Stephen Keith McGrath (Faculty of Business, Education, Law and Arts, University of Southern Queensland, Springfield, Australia)
Stephen Jonathan Whitty (Faculty of Business, Education, Law and Arts, University of Southern Queensland, Springfield, Australia)

International Journal of Managing Projects in Business

ISSN: 1753-8378

Article publication date: 5 September 2017

15643

Abstract

Purpose

The purpose of this paper is to create a “refined” (with unnecessary elements removed) definition of the term stakeholder, thereby removing confusion surrounding the use of this term from the general and project management arenas.

Design/methodology/approach

A method of deriving refined definitions for a group of terms by ensuring there are no unnecessary elements causing internal conflict or overlap is adopted and applied to resolve the confusion.

Findings

The refined definitions of stake and stakeholder are in terms of an interest and activity.
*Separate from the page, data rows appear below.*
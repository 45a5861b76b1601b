//! Node projection of a document location.

use json_explorer_path::Path;
use serde::{Deserialize, Serialize};
use serde_json::{Map, Value};

/// Kind of a node as shown by the explorer: a container (`object`,
/// `array`) or a leaf `value`.
#[derive(Debug, Clone, Copy, PartialEq, Eq, Hash, Serialize, Deserialize)]
#[serde(rename_all = "lowercase")]
pub enum NodeKind {
    Object,
    Array,
    Value,
}

impl NodeKind {
    pub fn of(value: &Value) -> Self {
        match value {
            Value::Object(_) => NodeKind::Object,
            Value::Array(_) => NodeKind::Array,
            Value::Null | Value::Bool(_) | Value::Number(_) | Value::String(_) => NodeKind::Value,
        }
    }

    pub fn as_str(&self) -> &'static str {
        match self {
            NodeKind::Object => "object",
            NodeKind::Array => "array",
            NodeKind::Value => "value",
        }
    }

    pub fn is_container(&self) -> bool {
        !matches!(self, NodeKind::Value)
    }

    /// The value a freshly created or retyped node of this kind starts with.
    pub fn empty_value(&self) -> Value {
        match self {
            NodeKind::Object => Value::Object(Map::new()),
            NodeKind::Array => Value::Array(Vec::new()),
            NodeKind::Value => Value::Null,
        }
    }

    /// Key used for a new object child of this kind when its name is taken.
    pub fn fresh_key(&self) -> &'static str {
        match self {
            NodeKind::Object => "newObject",
            NodeKind::Array => "newArray",
            NodeKind::Value => "newValue",
        }
    }
}

/// One addressable location of a document snapshot.
///
/// Nodes are transient: they describe the snapshot they were computed from
/// and go stale as soon as the document changes.
#[derive(Debug, Clone, PartialEq, Serialize)]
#[serde(rename_all = "camelCase")]
pub struct Node {
    pub id: Path,
    pub name: String,
    pub parent_path: Option<Path>,
    #[serde(rename = "type")]
    pub kind: NodeKind,
    pub value: Value,
    pub depth: usize,
}

impl Node {
    pub fn new(id: Path, value: Value) -> Self {
        Self {
            name: id.name(),
            parent_path: id.parent(),
            kind: NodeKind::of(&value),
            depth: id.depth(),
            id,
            value,
        }
    }

    pub fn is_container(&self) -> bool {
        self.kind.is_container()
    }
}

#[cfg(test)]
mod tests {
    use super::*;
    use serde_json::json;

    #[test]
    fn test_kind_of() {
        assert_eq!(NodeKind::of(&json!({})), NodeKind::Object);
        assert_eq!(NodeKind::of(&json!([])), NodeKind::Array);
        assert_eq!(NodeKind::of(&json!("s")), NodeKind::Value);
        assert_eq!(NodeKind::of(&json!(null)), NodeKind::Value);
    }

    #[test]
    fn test_node_new() {
        let node = Node::new(Path::root().key("list").index(1), json!(3));
        assert_eq!(node.name, "1");
        assert_eq!(node.parent_path, Some(Path::root().key("list")));
        assert_eq!(node.kind, NodeKind::Value);
        assert_eq!(node.depth, 2);
    }

    #[test]
    fn test_node_serializes_ids_as_strings() {
        let node = Node::new(Path::root().key("a"), json!({"b": 1}));
        let out = serde_json::to_value(&node).unwrap();
        assert_eq!(
            out,
            json!({
                "id": "root.a",
                "name": "a",
                "parentPath": "root",
                "type": "object",
                "value": {"b": 1},
                "depth": 1
            })
        );
    }
}
//! dupelink - concurrent content-addressed duplicate finder
//!
//! Walks one or more trees (or reads an explicit path list), hashes every
//! candidate on a bounded worker pool and resolves each duplicate pair by
//! reporting it, prompting, hardlinking or deleting by pattern.
//!
//! The pieces can be used on their own:
//!
//! - [`scanner`]: candidate sources, hashing and link counts
//! - [`duplicates`]: the digest registry and the producer/worker pipeline
//! - [`actions`]: the per-pair resolution policy
//! - [`output`]: the two-line-per-pair report file

pub mod actions;
pub mod cli;
pub mod config;
pub mod duplicates;
pub mod error;
pub mod logging;
pub mod output;
pub mod scanner;
pub mod signal;

use std::sync::Arc;

use anyhow::Context;

use crate::actions::{Resolver, TerminalPrompt};
use crate::cli::Cli;
use crate::config::Config;
use crate::duplicates::{DuplicateFinder, FinderConfig};
use crate::error::ExitCode;
use crate::output::ReportWriter;
use crate::scanner::Hasher;

/// Run a complete scan as described by the command line.
///
/// # Errors
///
/// Returns an error for setup failures: unreadable explicit config file,
/// invalid pattern, conflicting options, unopenable input list or report
/// file. Per-file failures during the scan are logged and do not fail the
/// run.
pub fn run_app(cli: Cli) -> anyhow::Result<ExitCode> {
    logging::init_logging(cli.verbose, cli.quiet).ok();

    let mut config = Config::load(cli.config.as_deref(), cli.profile.as_deref())
        .context("Failed to load configuration")?;
    config.merge_cli(&cli);
    config.validate()?;

    let walker_config = config.walker_config()?;
    let resolve_config = config.resolve_config()?;
    let source = config.candidate_source();

    // The report file is created only once the source has opened
    let candidates = source
        .open(walker_config)
        .context("Failed to open candidate source")?;

    let shutdown = signal::install_handler()?;

    let mut resolver = Resolver::stdout(resolve_config);
    if config.interactive && !config.silent {
        resolver = resolver.with_prompt(Box::new(TerminalPrompt::stdio(config.prompt_retries)));
    }
    if let Some(path) = &config.output {
        resolver = resolver.with_report(ReportWriter::create(path)?);
    }
    let resolver = Arc::new(resolver);

    let finder = DuplicateFinder::new(
        FinderConfig::default()
            .with_workers(config.worker_count())
            .with_queue_capacity(config.queue_capacity)
            .with_shutdown_flag(shutdown.get_flag()),
        Hasher::new(config.hash),
    );

    log::debug!("Effective configuration: {config:?}");
    let summary = finder.run(candidates, resolver.clone())?;
    resolver.finish()?;

    log::info!(
        "{} unique, {} duplicate pair(s): {} suppressed, {} reported, {} deleted, {} relinked",
        summary.unique,
        summary.duplicate_pairs,
        summary.suppressed,
        summary.reported,
        summary.deleted,
        summary.relinked
    );
    if summary.total_errors() > 0 {
        log::warn!(
            "{} file(s) could not be processed ({} scan, {} hash, {} action)",
            summary.total_errors(),
            summary.scan_errors,
            summary.hash_errors,
            summary.action_failures
        );
    }

    if summary.interrupted || shutdown.is_shutdown_requested() {
        return Ok(ExitCode::Interrupted);
    }
    Ok(ExitCode::Success)
}
//! Hardlink count inspection.
//!
//! # Overview
//!
//! Hardlinks are multiple directory entries pointing to the same inode on
//! disk. A file whose link count is 2 or more already shares its storage
//! with some other entry, which is how a previous merge run is recognised.
//!
//! # Platform Support
//!
//! - **Unix**: `st_nlink` from `lstat`
//! - **Other**: link counts are not exposed by std metadata; every file
//!   reports 1, which disables already-linked suppression
//!
//! # Example
//!
//! ```no_run
//! use dupelink::scanner::hardlink::link_count;
//! use std::path::Path;
//!
//! match link_count(Path::new("/some/file.txt")) {
//!     Ok(n) if n >= 2 => println!("already merged"),
//!     Ok(_) => println!("single entry"),
//!     Err(e) => eprintln!("{e}"),
//! }
//! ```

use std::path::Path;

use super::{classify_io_error, ScanError};

/// Number of directory entries referencing the data behind `path`.
///
/// The path itself is not followed if it is a symlink.
///
/// # Errors
///
/// Returns a [`ScanError`] if the path cannot be stat'ed.
pub fn link_count(path: &Path) -> Result<u64, ScanError> {
    let metadata = std::fs::symlink_metadata(path).map_err(|e| classify_io_error(path, e))?;
    Ok(nlink(&metadata))
}

#[cfg(unix)]
fn nlink(metadata: &std::fs::Metadata) -> u64 {
    use std::os::unix::fs::MetadataExt;
    metadata.nlink()
}

#[cfg(not(unix))]
fn nlink(_metadata: &std::fs::Metadata) -> u64 {
    1
}

/// Check if link counts are reported on this platform.
#[must_use]
pub const fn is_supported() -> bool {
    cfg!(unix)
}
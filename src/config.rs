//! Layered run configuration.
//!
//! Values are resolved in this order, later layers winning:
//!
//! 1. built-in defaults ([`Config::default`])
//! 2. the TOML config file (platform config dir, or `--config PATH`)
//! 3. the `[profile.NAME]` table of that file, when `--profile NAME` is given
//! 4. `DUPELINK_*` environment variables (e.g. `DUPELINK_MIN_SIZE=0`)
//! 5. command-line flags ([`Config::merge_cli`])
//!
//! ```toml
//! min_size = 1
//! hash = "blake3"
//! ignore = '/\.git/'
//!
//! [profile.photos]
//! paths = ["/srv/photos"]
//! link = true
//! ```
//!
//! Once merged and validated the configuration is immutable for the run;
//! [`Config::walker_config`] and [`Config::resolve_config`] compile the
//! pattern strings into the filters used by the scanner and resolver.

use std::collections::BTreeMap;
use std::path::{Path, PathBuf};

use directories::ProjectDirs;
use figment::providers::{Env, Format, Serialized, Toml};
use figment::Figment;
use regex::Regex;
use serde::{Deserialize, Serialize};

use crate::actions::{ResolveConfig, DEFAULT_PROMPT_RETRIES};
use crate::cli::Cli;
use crate::duplicates::finder::{default_worker_count, DEFAULT_QUEUE_CAPACITY};
use crate::scanner::{CandidateSource, HashAlgorithm, WalkerConfig};

/// Default minimum candidate size (inclusive).
pub const DEFAULT_MIN_SIZE: u64 = 4 * 1024;

/// Default maximum candidate size (exclusive).
pub const DEFAULT_MAX_SIZE: u64 = 650 * 1024 * 1024;

/// Prefix of configuration environment variables.
pub const ENV_PREFIX: &str = "DUPELINK_";

/// Errors from loading or interpreting configuration.
#[derive(thiserror::Error, Debug)]
pub enum ConfigError {
    /// An explicitly requested config file does not exist.
    #[error("Config file not found: {0}")]
    NotFound(PathBuf),

    /// A pattern failed to compile.
    #[error("Invalid {name} pattern '{pattern}': {source}")]
    InvalidPattern {
        /// Which option held the pattern
        name: &'static str,
        /// The pattern as given
        pattern: String,
        /// Compilation error
        #[source]
        source: regex::Error,
    },

    /// Both walk roots and an input list were configured.
    #[error("Scan roots and an input list cannot be used together")]
    ConflictingSources,

    /// A report file was combined with a policy that modifies files.
    #[error("--output cannot be combined with --link, --rm or --interactive")]
    ReportWithActions,

    /// The size bounds admit no file at all.
    #[error("Minimum size {min} is not below maximum size {max}")]
    EmptySizeRange {
        /// Inclusive lower bound
        min: u64,
        /// Exclusive upper bound
        max: u64,
    },
}

/// Every option of a run.
#[derive(Debug, Clone, PartialEq, Serialize, Deserialize)]
#[serde(default)]
pub struct Config {
    /// Roots to walk (empty means the current directory)
    pub paths: Vec<PathBuf>,
    /// Newline-delimited list of candidate paths, used instead of walking
    pub input_list: Option<PathBuf>,
    /// Smallest candidate size in bytes, inclusive
    pub min_size: u64,
    /// Candidate size limit in bytes, exclusive; 0 disables the limit
    pub max_size: u64,
    /// Paths matching this regex are never candidates
    pub ignore: Option<String>,
    /// Selection regex for automatic deletion
    pub select: Option<String>,
    /// Digest algorithm
    pub hash: HashAlgorithm,
    /// Hashing threads; 0 picks CPU count - 1
    pub workers: usize,
    /// Bounded queue size between the walk and the workers
    pub queue_capacity: usize,
    /// Attempts at the interactive prompt before skipping
    pub prompt_retries: u32,
    /// Skip dot-files and dot-directories while walking
    pub skip_hidden: bool,
    /// Replace duplicates with hardlinks
    pub link: bool,
    /// Act on already-hardlinked duplicates
    pub force_link: bool,
    /// Ask before deleting
    pub interactive: bool,
    /// No console output
    pub silent: bool,
    /// Report file path
    pub output: Option<PathBuf>,
    /// Named profiles; only consulted while loading
    #[serde(skip_serializing_if = "BTreeMap::is_empty")]
    pub profile: BTreeMap<String, toml::Table>,
}

impl Default for Config {
    fn default() -> Self {
        Self {
            paths: Vec::new(),
            input_list: None,
            min_size: DEFAULT_MIN_SIZE,
            max_size: DEFAULT_MAX_SIZE,
            ignore: None,
            select: None,
            hash: HashAlgorithm::default(),
            workers: 0,
            queue_capacity: DEFAULT_QUEUE_CAPACITY,
            prompt_retries: DEFAULT_PROMPT_RETRIES,
            skip_hidden: false,
            link: false,
            force_link: false,
            interactive: false,
            silent: false,
            output: None,
            profile: BTreeMap::new(),
        }
    }
}

impl Config {
    /// Default config file location for this platform.
    #[must_use]
    pub fn default_path() -> Option<PathBuf> {
        ProjectDirs::from("", "", "dupelink").map(|dirs| dirs.config_dir().join("config.toml"))
    }

    /// Load using `explicit` or the default path.
    ///
    /// # Errors
    ///
    /// Returns [`ConfigError::NotFound`] if `explicit` names a missing file.
    pub fn load(explicit: Option<&Path>, profile: Option<&str>) -> Result<Self, ConfigError> {
        match explicit {
            Some(path) if !path.is_file() => Err(ConfigError::NotFound(path.to_path_buf())),
            Some(path) => Ok(Self::load_from_path(path, profile)),
            None => match Self::default_path() {
                Some(path) => Ok(Self::load_from_path(path, profile)),
                None => Ok(Self::load_layers(None, profile)),
            },
        }
    }

    /// Load defaults, `path` (if it exists), the profile and the environment.
    ///
    /// A file that cannot be parsed is reported with `warn!` and ignored.
    pub fn load_from_path(path: impl AsRef<Path>, profile: Option<&str>) -> Self {
        let path = path.as_ref();
        Self::load_layers(path.is_file().then_some(path), profile)
    }

    fn load_layers(file: Option<&Path>, profile: Option<&str>) -> Self {
        let mut figment = Figment::from(Serialized::defaults(Self::default()));
        if let Some(path) = file {
            log::debug!("Loading config from {}", path.display());
            figment = figment.merge(Toml::file(path));
        }

        if let Some(name) = profile {
            let key = format!("profile.{name}");
            if figment.contains(&key) {
                let table = figment.focus(&key);
                figment = figment.merge(table);
            } else {
                log::warn!("Profile '{name}' not found in config, using base settings");
            }
        }

        let with_env = figment.clone().merge(Env::prefixed(ENV_PREFIX));
        match with_env.extract::<Self>() {
            Ok(config) => config,
            Err(e) => {
                log::warn!("Ignoring invalid configuration: {e}");
                Figment::from(Serialized::defaults(Self::default()))
                    .merge(Env::prefixed(ENV_PREFIX))
                    .extract()
                    .unwrap_or_default()
            }
        }
    }

    /// Apply command-line flags on top of the loaded values.
    ///
    /// Options given on the command line replace configured ones; boolean
    /// switches can only be turned on from the command line.
    pub fn merge_cli(&mut self, cli: &Cli) {
        let roots = cli.roots();
        if !roots.is_empty() {
            self.paths = roots;
            self.input_list = None;
        }
        if let Some(list) = &cli.input_list {
            self.input_list = Some(list.clone());
            self.paths.clear();
        }

        if let Some(min) = cli.min_size {
            self.min_size = min;
        }
        if let Some(max) = cli.max_size {
            self.max_size = max;
        }
        if let Some(pattern) = &cli.ignore {
            self.ignore = Some(pattern.clone());
        }
        if let Some(pattern) = &cli.select {
            self.select = Some(pattern.clone());
        }
        if let Some(hash) = cli.hash_algorithm() {
            self.hash = hash;
        }
        if let Some(workers) = cli.workers {
            self.workers = workers;
        }
        if let Some(capacity) = cli.queue_capacity {
            self.queue_capacity = capacity;
        }
        if let Some(output) = &cli.output {
            self.output = Some(output.clone());
        }

        self.skip_hidden |= cli.skip_hidden;
        self.link |= cli.link;
        self.force_link |= cli.force_link;
        self.interactive |= cli.interactive;
        self.silent |= cli.silent;
    }

    /// Reject combinations that cannot run.
    ///
    /// # Errors
    ///
    /// See the [`ConfigError`] variants.
    pub fn validate(&self) -> Result<(), ConfigError> {
        if self.input_list.is_some() && !self.paths.is_empty() {
            return Err(ConfigError::ConflictingSources);
        }
        if self.max_size != 0 && self.min_size >= self.max_size {
            return Err(ConfigError::EmptySizeRange {
                min: self.min_size,
                max: self.max_size,
            });
        }
        if self.output.is_some() && self.resolve_config()?.is_destructive() {
            return Err(ConfigError::ReportWithActions);
        }
        Ok(())
    }

    /// Where candidates come from.
    #[must_use]
    pub fn candidate_source(&self) -> CandidateSource {
        match &self.input_list {
            Some(list) => CandidateSource::PathList(list.clone()),
            None if self.paths.is_empty() => CandidateSource::Roots(vec![PathBuf::from(".")]),
            None => CandidateSource::Roots(self.paths.clone()),
        }
    }

    /// Number of hashing workers to start.
    #[must_use]
    pub fn worker_count(&self) -> usize {
        if self.workers == 0 {
            default_worker_count()
        } else {
            self.workers
        }
    }

    /// Candidate filters.
    ///
    /// # Errors
    ///
    /// Returns [`ConfigError::InvalidPattern`] for a malformed ignore regex.
    pub fn walker_config(&self) -> Result<WalkerConfig, ConfigError> {
        let max = (self.max_size != 0).then_some(self.max_size);
        let mut config = WalkerConfig::default().with_size_bounds(Some(self.min_size), max);
        if let Some(pattern) = &self.ignore {
            config = config.with_ignore(compile("ignore", pattern)?);
        }
        config.skip_hidden = self.skip_hidden;
        Ok(config)
    }

    /// Resolution policy.
    ///
    /// # Errors
    ///
    /// Returns [`ConfigError::InvalidPattern`] for a malformed selection regex.
    pub fn resolve_config(&self) -> Result<ResolveConfig, ConfigError> {
        let select = self
            .select
            .as_deref()
            .map(|pattern| compile("rm", pattern))
            .transpose()?;
        Ok(ResolveConfig {
            link: self.link,
            force_link: self.force_link,
            interactive: self.interactive,
            silent: self.silent,
            select,
        })
    }
}

fn compile(name: &'static str, pattern: &str) -> Result<Regex, ConfigError> {
    Regex::new(pattern).map_err(|source| ConfigError::InvalidPattern {
        name,
        pattern: pattern.to_string(),
        source,
    })
}
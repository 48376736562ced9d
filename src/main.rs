//! dupelink command-line entry point.

use clap::Parser;
use dupelink::{
    cli::Cli,
    error::{ExitCode, StructuredError},
};

fn main() {
    let cli = Cli::parse();
    let json_errors = cli.json_errors;

    match dupelink::run_app(cli) {
        Ok(code) => std::process::exit(code.as_i32()),
        Err(err) => {
            let exit_code = ExitCode::GeneralError;
            if json_errors {
                eprintln!("{}", StructuredError::new(&err, exit_code).to_json());
            } else {
                eprintln!("[{}] Error: {:#}", exit_code.code_prefix(), err);
            }
            std::process::exit(exit_code.as_i32());
        }
    }
}
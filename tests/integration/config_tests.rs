use clap::Parser;
use dupelink::cli::Cli;
use dupelink::config::{Config, ConfigError, ENV_PREFIX};
use dupelink::scanner::{CandidateSource, HashAlgorithm};
use figment::providers::Serialized;
use std::fs;
use std::path::PathBuf;
use std::sync::Mutex;
use tempfile::tempdir;

/// Serializes tests that read or write `DUPELINK_*` variables.
pub(super) static ENV_MUTEX: Mutex<()> = Mutex::new(());

pub(super) fn clear_env() {
    for (key, _) in std::env::vars() {
        if key.starts_with(ENV_PREFIX) {
            std::env::remove_var(key);
        }
    }
}

#[test]
fn test_config_load_defaults() {
    // Use figment directly without Env to avoid interference from other tests
    let figment = figment::Figment::from(Serialized::defaults(Config::default()));
    let config: Config = figment.extract().unwrap();
    assert_eq!(config.min_size, 4096);
    assert_eq!(config.max_size, 650 * 1024 * 1024);
    assert_eq!(config.hash, HashAlgorithm::Xxh3);
    assert_eq!(config.workers, 0);
    assert!(!config.link);
}

#[test]
fn test_config_load_from_toml() {
    let _guard = ENV_MUTEX.lock().unwrap_or_else(|e| e.into_inner());
    clear_env();
    let temp_dir = tempdir().unwrap();
    let config_path = temp_dir.path().join("config.toml");

    let toml_content = r#"
paths = ["/srv/data", "/srv/backup"]
min_size = 1
max_size = 0
ignore = '\.tmp$'
hash = "blake3"
workers = 6
queue_capacity = 32
skip_hidden = true
link = true
"#;
    fs::write(&config_path, toml_content).unwrap();

    let config = Config::load_from_path(&config_path, None);

    assert_eq!(
        config.paths,
        vec![PathBuf::from("/srv/data"), PathBuf::from("/srv/backup")]
    );
    assert_eq!(config.min_size, 1);
    assert_eq!(config.max_size, 0);
    assert_eq!(config.ignore.as_deref(), Some(r"\.tmp$"));
    assert_eq!(config.hash, HashAlgorithm::Blake3);
    assert_eq!(config.worker_count(), 6);
    assert_eq!(config.queue_capacity, 32);
    assert!(config.skip_hidden);
    assert!(config.link);

    let walker = config.walker_config().unwrap();
    assert_eq!(walker.max_size, None);
    assert!(walker.is_ignored(std::path::Path::new("/x/y.tmp")));
}

#[test]
fn test_config_load_from_env() {
    let _guard = ENV_MUTEX.lock().unwrap_or_else(|e| e.into_inner());
    clear_env();
    std::env::set_var("DUPELINK_MIN_SIZE", "123");
    std::env::set_var("DUPELINK_HASH", "blake3");
    std::env::set_var("DUPELINK_SILENT", "true");

    let temp_dir = tempdir().unwrap();
    let config = Config::load_from_path(temp_dir.path().join("absent.toml"), None);

    assert_eq!(config.min_size, 123);
    assert_eq!(config.hash, HashAlgorithm::Blake3);
    assert!(config.silent);

    clear_env();
}

#[test]
fn test_env_overrides_file() {
    let _guard = ENV_MUTEX.lock().unwrap_or_else(|e| e.into_inner());
    clear_env();
    let temp_dir = tempdir().unwrap();
    let config_path = temp_dir.path().join("config.toml");
    fs::write(&config_path, "min_size = 10\nworkers = 2\n").unwrap();
    std::env::set_var("DUPELINK_WORKERS", "9");

    let config = Config::load_from_path(&config_path, None);

    assert_eq!(config.min_size, 10);
    assert_eq!(config.workers, 9);

    clear_env();
}

#[test]
fn test_cli_overrides_file_and_env() {
    let _guard = ENV_MUTEX.lock().unwrap_or_else(|e| e.into_inner());
    clear_env();
    let temp_dir = tempdir().unwrap();
    let config_path = temp_dir.path().join("config.toml");
    fs::write(
        &config_path,
        "paths = [\"/from/file\"]\nmin_size = 10\nhash = \"blake3\"\n",
    )
    .unwrap();
    std::env::set_var("DUPELINK_MIN_SIZE", "20");

    let mut config = Config::load_from_path(&config_path, None);
    let cli = Cli::try_parse_from([
        "dupelink",
        "--min-size",
        "30",
        "--hash",
        "xxh3",
        "/from/cli",
    ])
    .unwrap();
    config.merge_cli(&cli);

    assert_eq!(config.min_size, 30);
    assert_eq!(config.hash, HashAlgorithm::Xxh3);
    assert_eq!(
        config.candidate_source(),
        CandidateSource::Roots(vec![PathBuf::from("/from/cli")])
    );

    clear_env();
}

#[test]
fn test_invalid_toml_falls_back_to_defaults() {
    let _guard = ENV_MUTEX.lock().unwrap_or_else(|e| e.into_inner());
    clear_env();
    let temp_dir = tempdir().unwrap();
    let config_path = temp_dir.path().join("config.toml");
    fs::write(&config_path, "min_size = \"not a number\"\n").unwrap();

    let config = Config::load_from_path(&config_path, None);

    assert_eq!(config.min_size, 4096);
}

#[test]
fn test_explicit_missing_config_is_an_error() {
    let temp_dir = tempdir().unwrap();
    let missing = temp_dir.path().join("nope.toml");

    let err = Config::load(Some(&missing), None).unwrap_err();
    assert!(matches!(err, ConfigError::NotFound(ref p) if p == &missing));
    assert!(err.to_string().contains("not found"));
}

#[test]
fn test_config_rejects_report_with_link() {
    let _guard = ENV_MUTEX.lock().unwrap_or_else(|e| e.into_inner());
    clear_env();
    let temp_dir = tempdir().unwrap();
    let config_path = temp_dir.path().join("config.toml");
    fs::write(&config_path, "link = true\n").unwrap();

    let mut config = Config::load_from_path(&config_path, None);
    let cli = Cli::try_parse_from(["dupelink", "-o", "report.txt"]).unwrap();
    config.merge_cli(&cli);

    assert!(matches!(
        config.validate(),
        Err(ConfigError::ReportWithActions)
    ));
}

#[test]
fn test_config_interactive_silent_is_not_destructive() {
    let config = Config {
        interactive: true,
        silent: true,
        output: Some(PathBuf::from("report.txt")),
        ..Config::default()
    };
    assert!(config.validate().is_ok());
    assert!(!config.resolve_config().unwrap().is_destructive());
}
This avoids all extensions of meaning introduced by defining particular types of stakeholders and/ or their degrees of impact. It also resolves the multiplicity of conflicting meanings possible when silent or assumed qualifiers of a word are ignored, restricting definition to, for example, project stakeholders or stakeholders of a firm. These definitions are carried forward into a mapping of the stakeholder locus of interest on an activity rather than a company base, enabling generic categorisation of stakeholders to be proposed for use in both private and public sectors. A governance difficulty with the term customer also emerged and a resolution to this is proposed.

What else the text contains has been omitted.